Kepala Dinas Perumahan dan Kawasan Permukiman Kota Mataram, M. Nazarudin Fikri, Selasa (30/8) di Mataram mengatakan, hunian sementara yang ada di Bintaro Ampenan hingga saat ini belum dibongkar. Bangunan hunian sementara yang ada saat ini tidak akan dibongkar dan akan dimanfaatkan untuk masyarakat yang membutuhkan tempat tinggal ketika bencana. Selain itu, masih ada yang tinggal di hunian tersebut.
“Tinggal tujuh KK di sana. Huntara akan dipakai kalau ada bencana,” katanya.
Rusunawa yang ada di Kota Mataram seperti yang ada di Bintaro yang belum diserahkan asetnya oleh pemerintah pusat. Meskipun demikian, pemerintah Kota Mataram diberikan kewenangan untuk mengelola aset bangunan milik pemerintah pusat tersebut.

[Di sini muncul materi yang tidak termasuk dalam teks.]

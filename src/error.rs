//! Failure taxonomy for reading, cleaning, and aggregating campaign sources.
//!
//! Only [`SplitError::NoReadableSources`] and I/O failures on the output side
//! abort a run. Everything else is recovered at the row, facet, or source
//! level by the caller.

use std::{io, path::PathBuf};

use thiserror::Error;

#[derive(Debug, Error)]
pub enum SplitError {
    #[error("source '{source_name}' is malformed: {reason}")]
    MalformedSource { source_name: String, reason: String },
    #[error("cannot build a contact date from month '{month}' and day '{day}'")]
    InvalidDate { month: String, day: String },
    #[error("source '{source_name}' is missing required column '{column}'")]
    MissingRequiredColumn {
        source_name: String,
        column: &'static str,
    },
    #[error("no readable source archives found in {input:?}")]
    NoReadableSources { input: PathBuf },
    #[error(transparent)]
    Io(#[from] io::Error),
    #[error(transparent)]
    Zip(#[from] zip::result::ZipError),
}

impl SplitError {
    pub fn malformed(source_name: &str, reason: impl Into<String>) -> Self {
        SplitError::MalformedSource {
            source_name: source_name.to_string(),
            reason: reason.into(),
        }
    }
}
//! Run orchestration: discover archives, read and transform them, fold the
//! results in archive order, and hand the finished tables to a sink.

use std::{
    io::Read,
    path::{Path, PathBuf},
};

use anyhow::{Context, Result};
use encoding_rs::{Encoding, UTF_8};
use log::info;
use rayon::prelude::*;

use crate::{
    aggregate::{Aggregator, SplitTables},
    archive,
    cli::{DedupeStrategy, SplitArgs},
    error::SplitError,
    io_utils,
    report::{self, RunReport},
    sink::{DirectorySink, TableSink},
    source::read_source,
    transform::{TransformedSource, transform},
};

#[derive(Debug, Clone, Copy)]
pub struct SplitOptions {
    pub delimiter: u8,
    pub encoding: &'static Encoding,
    pub dedupe: DedupeStrategy,
    /// Reader threads; `None` uses the global rayon pool.
    pub jobs: Option<usize>,
}

impl Default for SplitOptions {
    fn default() -> Self {
        Self {
            delimiter: io_utils::DEFAULT_CSV_DELIMITER,
            encoding: UTF_8,
            dedupe: DedupeStrategy::default(),
            jobs: None,
        }
    }
}

pub fn execute(args: &SplitArgs) -> Result<()> {
    let options = SplitOptions {
        delimiter: args.delimiter.unwrap_or(io_utils::DEFAULT_CSV_DELIMITER),
        encoding: io_utils::resolve_encoding(args.input_encoding.as_deref())?,
        dedupe: args.dedupe,
        jobs: args.jobs.filter(|jobs| *jobs > 0),
    };
    info!(
        "Splitting archives in {:?} -> {:?} (delimiter '{}', keep {:?} duplicate)",
        args.input,
        args.output,
        crate::printable_delimiter(options.delimiter),
        options.dedupe
    );

    let (tables, report) = split_archives(&args.input, &options)?;
    let mut sink = DirectorySink::create(&args.output)?;
    tables
        .write_to(&mut sink)
        .with_context(|| format!("Writing tables to {:?}", args.output))?;

    let skipped = report.skipped().count();
    info!(
        "Split {} archive(s) ({} skipped) into {} client, {} campaign, {} economics row(s)",
        report.sources.len(),
        skipped,
        report.client_rows,
        report.campaign_rows,
        report.economics_rows
    );
    if args.summary {
        print!("{}", report::render_summary(&report));
    }
    Ok(())
}

/// Splits every archive in `input`. Fails only when the directory cannot be
/// listed or no archive yields a usable source.
pub fn split_archives(input: &Path, options: &SplitOptions) -> Result<(SplitTables, RunReport)> {
    let archives = archive::discover_archives(input)?;
    let load = |path: &PathBuf| {
        let result = archive::read_archive(path, options.delimiter, options.encoding)
            .and_then(|table| transform(&table));
        (archive::source_name(path), result)
    };

    let results: Vec<(String, Result<TransformedSource, SplitError>)> = match options.jobs {
        Some(1) => archives.iter().map(load).collect(),
        Some(jobs) => rayon::ThreadPoolBuilder::new()
            .num_threads(jobs)
            .build()
            .context("Building reader thread pool")?
            .install(|| archives.par_iter().map(load).collect()),
        None => archives.par_iter().map(load).collect(),
    };

    fold(input, results, options.dedupe).map_err(Into::into)
}

/// Splits already-decompressed streams in the order given.
pub fn split_streams<I, R>(
    sources: I,
    options: &SplitOptions,
) -> Result<(SplitTables, RunReport), SplitError>
where
    I: IntoIterator<Item = (String, R)>,
    R: Read,
{
    let results = sources.into_iter().map(|(name, reader)| {
        let result = read_source(&name, reader, options.delimiter, options.encoding)
            .and_then(|table| transform(&table));
        (name, result)
    });
    fold(Path::new("<streams>"), results, options.dedupe)
}

/// Writes the outcome of [`split_streams`] into `sink`.
pub fn split_streams_into<I, R, S>(
    sources: I,
    options: &SplitOptions,
    sink: &mut S,
) -> Result<RunReport>
where
    I: IntoIterator<Item = (String, R)>,
    R: Read,
    S: TableSink,
{
    let (tables, report) = split_streams(sources, options)?;
    tables.write_to(sink)?;
    Ok(report)
}

fn fold<I>(
    input: &Path,
    results: I,
    dedupe: DedupeStrategy,
) -> Result<(SplitTables, RunReport), SplitError>
where
    I: IntoIterator<Item = (String, Result<TransformedSource, SplitError>)>,
{
    let mut aggregator = Aggregator::new();
    for (name, result) in results {
        aggregator.absorb(&name, result);
    }
    if aggregator.loaded_sources() == 0 {
        return Err(SplitError::NoReadableSources {
            input: input.to_path_buf(),
        });
    }
    Ok(aggregator.finish(dedupe))
}
//! Per-run bookkeeping and its plain-text rendering.

use std::fmt::Write as _;

#[derive(Debug, Clone, PartialEq, Eq)]
pub enum SourceStatus {
    Loaded {
        rows_read: usize,
        clients: usize,
        campaigns: usize,
        economics: usize,
        invalid_dates: usize,
        missing_campaign_column: Option<&'static str>,
    },
    Skipped {
        reason: String,
    },
}

#[derive(Debug, Clone, PartialEq, Eq)]
pub struct SourceOutcome {
    pub name: String,
    pub status: SourceStatus,
}

impl SourceOutcome {
    pub fn is_loaded(&self) -> bool {
        matches!(self.status, SourceStatus::Loaded { .. })
    }
}

/// What a run read, skipped, and wrote. Row counts are after deduplication.
#[derive(Debug, Clone, Default, PartialEq, Eq)]
pub struct RunReport {
    pub sources: Vec<SourceOutcome>,
    pub client_rows: usize,
    pub campaign_rows: usize,
    pub economics_rows: usize,
}

impl RunReport {
    pub fn skipped(&self) -> impl Iterator<Item = &SourceOutcome> {
        self.sources.iter().filter(|outcome| !outcome.is_loaded())
    }
}

const SUMMARY_HEADERS: [&str; 7] = [
    "source", "rows", "client", "campaign", "economics", "bad_dates", "note",
];

pub fn render_summary(report: &RunReport) -> String {
    let mut rows: Vec<Vec<String>> = report
        .sources
        .iter()
        .map(|outcome| match &outcome.status {
            SourceStatus::Loaded {
                rows_read,
                clients,
                campaigns,
                economics,
                invalid_dates,
                missing_campaign_column,
            } => vec![
                outcome.name.clone(),
                rows_read.to_string(),
                clients.to_string(),
                campaigns.to_string(),
                economics.to_string(),
                invalid_dates.to_string(),
                missing_campaign_column
                    .map(|column| format!("no {column} column"))
                    .unwrap_or_default(),
            ],
            SourceStatus::Skipped { reason } => vec![
                outcome.name.clone(),
                "-".into(),
                "-".into(),
                "-".into(),
                "-".into(),
                "-".into(),
                format!("skipped: {reason}"),
            ],
        })
        .collect();
    rows.push(vec![
        "total (deduplicated)".into(),
        String::new(),
        report.client_rows.to_string(),
        report.campaign_rows.to_string(),
        report.economics_rows.to_string(),
        String::new(),
        String::new(),
    ]);
    render_table(&SUMMARY_HEADERS, &rows)
}

fn render_table(headers: &[&str], rows: &[Vec<String>]) -> String {
    let mut widths = headers.iter().map(|h| h.chars().count()).collect::<Vec<_>>();
    for row in rows {
        for (width, cell) in widths.iter_mut().zip(row) {
            *width = (*width).max(cell.chars().count());
        }
    }

    let mut output = String::new();
    let header_cells = headers.iter().map(|h| h.to_string()).collect::<Vec<_>>();
    let _ = writeln!(output, "{}", format_row(&header_cells, &widths));
    let separator = widths.iter().map(|w| "-".repeat(*w)).collect::<Vec<_>>();
    let _ = writeln!(output, "{}", format_row(&separator, &widths));
    for row in rows {
        let _ = writeln!(output, "{}", format_row(row, &widths));
    }
    output
}

fn format_row(values: &[String], widths: &[usize]) -> String {
    let mut line = values
        .iter()
        .zip(widths)
        .map(|(value, width)| {
            let sanitized = value.replace(['\n', '\r', '\t'], " ");
            let padding = width.saturating_sub(sanitized.chars().count());
            format!("{sanitized}{}", " ".repeat(padding))
        })
        .collect::<Vec<_>>()
        .join("  ");
    while line.ends_with(' ') {
        line.pop();
    }
    line
}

“Pengelolaannya sudah. Kalau tanahnya milik kita bangunannya milik pemerintah pusat,” ujarnya.
Proses penyerahan aset ini kata Nazaruddin, masih dalam proses di pemerintah pusat. Meski demikian, Pemda diserahkan untuk bisa mengelola bangunan tersebut sebagai tempat tinggal masyarakat.
Sementara untuk biaya sewa yang ditentukan tergantung dari keputusan para penghuni rusunawa. Di mana, di beberapa bangunan yang ada sebelum diserahkan asetnya ke pemerintah Kota Mataram, biaya sewa yang ditarik yaitu sebesar Rp100-200 ribu per kamar.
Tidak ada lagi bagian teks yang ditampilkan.